Okay, so you and Ben want the full analytic treatment. I'll give it a try. 

First, let me clear up what my assertion was. I didn't exactly say "that for
any combination of seed and data input, that every combination of two
consecutive bits within the 64 (including the first and last in combination
with the appropriate bit of the sync bits), will ALWAYS have at least one
'00' or one '11' within 64 iterations (64x64) bits." 

What I said is that no location would mimic the sync header - that is, no
candidate location would consistantly have a transition between the bits. If
one is very, very, very, very unlucky and randomly chooses a seed and 64-bit
repeating data input, one might get a run of 64 iterations that looked like
a sync header and falsely lock. If one randomly chose seeds and data input
blocks and tried them at link speed, it would take about 58 years to get one
that mimicked (strange word, you have to add a k to the future present tense
to make it past tense) the sync header for 64 bits. If you purposely
engineered the code to do it, then I'm fairly sure that the equations can be
solved to get a run of up to 122 false sync headers. Except for a degenerate
case, you can't get longer runs because you have too many equations in too
few unknowns and can't get it.  The degenerate case is that if you load
alternating 1's and 0's into the scrambler seed and into the data word, you
can get a continuous 1010101... pattern out of the scrambler.
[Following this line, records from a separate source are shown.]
//! MerkleDrop Settings
//!
//! Operator configuration for the MerkleDrop tooling.
//!
//! ## Features
//!
//! - Dataset store location
//! - Local ledger snapshot location
//! - Withdrawal query batching
//! - Allocation exclusions and residual sink
//! - Default log filter
//!
//! ## Usage
//!
//! ```no_run
//! use merkledrop_settings::Settings;
//!
//! // Load or create default settings
//! let mut settings = Settings::load_or_default()?;
//!
//! // Modify settings
//! settings.withdrawal.query_batch_size = 250;
//!
//! // Save settings
//! settings.save()?;
//! # Ok::<(), merkledrop_settings::SettingsError>(())
//! ```

mod config;

pub use config::{
    AllocationSettings, LedgerSettings, LoggingSettings, Settings, StoreSettings,
    WithdrawalSettings,
};

use std::path::PathBuf;

use thiserror::Error;

#[derive(Error, Debug)]
pub enum SettingsError {
    #[error("Failed to read settings: {0}")]
    ReadError(std::io::Error),

    #[error("Failed to write settings: {0}")]
    WriteError(std::io::Error),

    #[error("Failed to parse settings: {0}")]
    ParseError(serde_json::Error),

    #[error("Failed to create config directory: {0}")]
    CreateDirError(std::io::Error),

    #[error("Invalid setting {field}: {reason}")]
    Invalid { field: &'static str, reason: String },
}

pub type Result<T> = std::result::Result<T, SettingsError>;

/// Get the default settings file path
pub fn default_settings_path() -> PathBuf {
    PathBuf::from("merkledrop.json")
}
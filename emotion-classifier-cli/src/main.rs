#[cfg(feature = "accelerate")]
extern crate accelerate_src;

#[cfg(feature = "mkl")]
extern crate intel_mkl_src;

mod cli;

use anyhow::Result;
use clap::Parser;
use emotion_classifier_pipelines::{EmotionPredictor, EMOTION_LABELS};
use tracing_subscriber::EnvFilter;

use crate::cli::Cli;

fn main() -> Result<()> {
    let args = Cli::parse();

    // Logs go to stderr so stdout only carries the result
    let log_level = if args.verbose() { "debug" } else { "info" };
    tracing_subscriber::fmt()
        .with_env_filter(
            EnvFilter::try_from_default_env().unwrap_or_else(|_| EnvFilter::new(log_level)),
        )
        .with_writer(std::io::stderr)
        .init();

    let predictor = EmotionPredictor::new(args.model(), &EMOTION_LABELS, args.predictor_options())
        .map_err(|e| {
            if e.is_model_load() {
                tracing::error!("Could not load the model '{}'", args.model());
            }
            e
        })?;
    let scores = predictor.classify(args.text())?;
    if let Some((label, score)) = scores.dominant() {
        tracing::debug!("Dominant emotion: {} ({})", label, score);
    }

    let output = if args.all() {
        scores
    } else {
        scores.to_dominant()
    };
    println!("{}", serde_json::to_string(&output)?);

    Ok(())
}
use candle_core::DType;
use clap::Parser;
use emotion_classifier::{DeviceOption, HubParams};
use emotion_classifier_pipelines::{PredictorOptions, DEFAULT_EMOTION_MODEL, DEFAULT_MAX_LENGTH};
use std::str::FromStr;

#[derive(Debug, Parser)]
#[command(version, about, long_about = None)]
pub(crate) struct Cli {
    /// The text to classify.
    #[arg(default_value = "I'm feeling lonely today.")]
    text: String,

    /// The Hugging Face repository id of the model to be loaded.
    #[arg(short, long, default_value = DEFAULT_EMOTION_MODEL)]
    model: String,

    /// The device to run the model on: `auto`, `cpu`, `metal` or `cuda:<id>`.
    #[arg(short, long, value_parser = parse_device, default_value = "auto")]
    device: DeviceOption,

    /// The dtype to load the model weights with.
    #[arg(long)]
    dtype: Option<DTypeOption>,

    /// The revision of the model repository.
    #[arg(long, default_value = "main")]
    revision: String,

    /// The token used to access private or gated repositories.
    #[arg(long)]
    auth_token: Option<String>,

    /// The maximum number of tokens of the text, special tokens included.
    #[arg(long, default_value_t = DEFAULT_MAX_LENGTH)]
    max_length: usize,

    /// Print the score of every emotion instead of only the dominant one.
    #[arg(long)]
    all: bool,

    /// Enable debug logs.
    #[arg(short, long)]
    verbose: bool,
}

impl Cli {
    pub fn text(&self) -> &str {
        &self.text
    }

    pub fn model(&self) -> &str {
        &self.model
    }

    pub fn all(&self) -> bool {
        self.all
    }

    pub fn verbose(&self) -> bool {
        self.verbose
    }

    /// Get the [`candle_core::DType`] corresponding to the selected dtype option.
    pub fn dtype(&self) -> Option<DType> {
        self.dtype.as_ref().map(|dtype| match dtype {
            DTypeOption::Float16 => DType::F16,
            DTypeOption::BFloat16 => DType::BF16,
            DTypeOption::Float32 => DType::F32,
        })
    }

    /// Get the options used to load the predictor.
    pub fn predictor_options(&self) -> PredictorOptions {
        PredictorOptions {
            device: self.device,
            dtype: self.dtype(),
            max_length: self.max_length,
            params: Some(HubParams {
                revision: self.revision.clone(),
                auth_token: self.auth_token.clone(),
            }),
        }
    }
}

#[derive(Debug, Clone, clap::ValueEnum)]
#[clap(rename_all = "lowercase")]
pub(crate) enum DTypeOption {
    Float16,
    BFloat16,
    Float32,
}

fn parse_device(s: &str) -> emotion_classifier::Result<DeviceOption> {
    DeviceOption::from_str(s)
}

#[cfg(test)]
mod tests {
    use super::*;

    #[test]
    fn test_defaults() {
        let cli = Cli::try_parse_from(["classify-emotion"]).unwrap();
        assert_eq!(cli.text(), "I'm feeling lonely today.");
        assert_eq!(cli.model(), "sajeewa/emotion-classification-bert");
        assert!(!cli.all());
        assert!(!cli.verbose());

        let options = cli.predictor_options();
        assert_eq!(options.device, DeviceOption::Auto);
        assert_eq!(options.dtype, None);
        assert_eq!(options.max_length, 50);
        let params = options.params.unwrap();
        assert_eq!(params.revision, "main");
        assert_eq!(params.auth_token, None);
    }

    #[test]
    fn test_parse_all_flags() {
        let cli = Cli::try_parse_from([
            "classify-emotion",
            "What a wonderful surprise!",
            "--model",
            "my-org/my-emotion-model",
            "--device",
            "cuda:1",
            "--dtype",
            "bfloat16",
            "--revision",
            "v2",
            "--auth-token",
            "hf_token",
            "--max-length",
            "32",
            "--all",
            "-v",
        ])
        .unwrap();
        assert_eq!(cli.text(), "What a wonderful surprise!");
        assert_eq!(cli.model(), "my-org/my-emotion-model");
        assert!(cli.all());
        assert!(cli.verbose());

        let options = cli.predictor_options();
        assert_eq!(options.device, DeviceOption::Cuda(1));
        assert_eq!(options.dtype, Some(DType::BF16));
        assert_eq!(options.max_length, 32);
        let params = options.params.unwrap();
        assert_eq!(params.revision, "v2");
        assert_eq!(params.auth_token.as_deref(), Some("hf_token"));
    }

    #[test]
    fn test_invalid_device_is_rejected() {
        assert!(Cli::try_parse_from(["classify-emotion", "--device", "tpu"]).is_err());
    }
}
use candle_core::{utils, Device};
use std::{fmt, str::FromStr};

use crate::{Error, Result};

/// The compute device a model should be loaded on.
#[derive(Debug, Clone, Copy, Default, PartialEq, Eq)]
pub enum DeviceOption {
    /// Use CUDA device `0` if available, then Metal, and the CPU otherwise.
    #[default]
    Auto,
    Cpu,
    Metal,
    Cuda(usize),
}

impl DeviceOption {
    /// Get the [`candle_core::Device`] corresponding to the selected device option.
    ///
    /// # Errors
    ///
    /// Returns an error if an accelerator was explicitly requested but it is not available.
    pub fn device(&self) -> Result<Device> {
        match self {
            DeviceOption::Auto => {
                if utils::cuda_is_available() {
                    Ok(Device::new_cuda(0)?)
                } else if utils::metal_is_available() {
                    Ok(Device::new_metal(0)?)
                } else {
                    Ok(Device::Cpu)
                }
            }
            DeviceOption::Cpu => Ok(Device::Cpu),
            DeviceOption::Metal if utils::metal_is_available() => Ok(Device::new_metal(0)?),
            DeviceOption::Cuda(device_id) if utils::cuda_is_available() => {
                Ok(Device::new_cuda(*device_id)?)
            }
            _ => Err(Error::DeviceNotAvailable(self.to_string())),
        }
    }
}

impl fmt::Display for DeviceOption {
    fn fmt(&self, f: &mut fmt::Formatter<'_>) -> fmt::Result {
        match self {
            DeviceOption::Auto => write!(f, "auto"),
            DeviceOption::Cpu => write!(f, "cpu"),
            DeviceOption::Metal => write!(f, "metal"),
            DeviceOption::Cuda(device_id) => write!(f, "cuda:{}", device_id),
        }
    }
}

impl FromStr for DeviceOption {
    type Err = Error;

    fn from_str(s: &str) -> Result<Self> {
        match s {
            "auto" => Ok(DeviceOption::Auto),
            "cpu" => Ok(DeviceOption::Cpu),
            "metal" => Ok(DeviceOption::Metal),
            s if s.starts_with("cuda:") => {
                let id = s["cuda:".len()..]
                    .parse::<usize>()
                    .map_err(|_| Error::msg(format!("Invalid CUDA device id: {}", s)))?;
                Ok(DeviceOption::Cuda(id))
            }
            _ => Err(Error::msg(format!("Invalid device option: {}", s))),
        }
    }
}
If you have a false sync header for 64 blocks in the code and the lock state
machine is unlucky enough to try that location when that pattern comes up,
then it will temporarily lock to the wrong place. But the lock state machine
will soon discover its mistake and go on to try another spot.

What equations govern this?

Let:
 S1 through S58 represent the scrambler seed with S58 being loaded into the
oldest position in the scrambler.
 D0 through D63 represent the repeating data pattern with D0 being the first
bit to be scrambled.
 Bn represent the bits of the transmitted bit stream with B0 being the first
bit out of the scrambler after the seed has been loaded.

In the following equations, I'll put the index for S, D, and B in
parenthesis when it is an expression. When it is just a letter or number, I
won't put on the parenthesis to save space and typing. Also, to save space,
+ between terms means XOR since there isn't an ASCII XOR while plus in an
index means normal addition.

Bn = Dn + S(39-n) + S(58-n)   for  n < 39
     Dn + B(n-39) + S(58-n)   for  38 < n < 58
     D(n mod 64) + B(n-39) + B(n-58)   for  n > 57

One can use recursion to get any Bn in terms of Dn and Sn. The last case has
a term of D(n mod 64) because the data pattern repeats every 64 bits.

For a location to look like a sync header, we must have Bn + B(n+1) = 1.
That is, two consecutive bits have different values.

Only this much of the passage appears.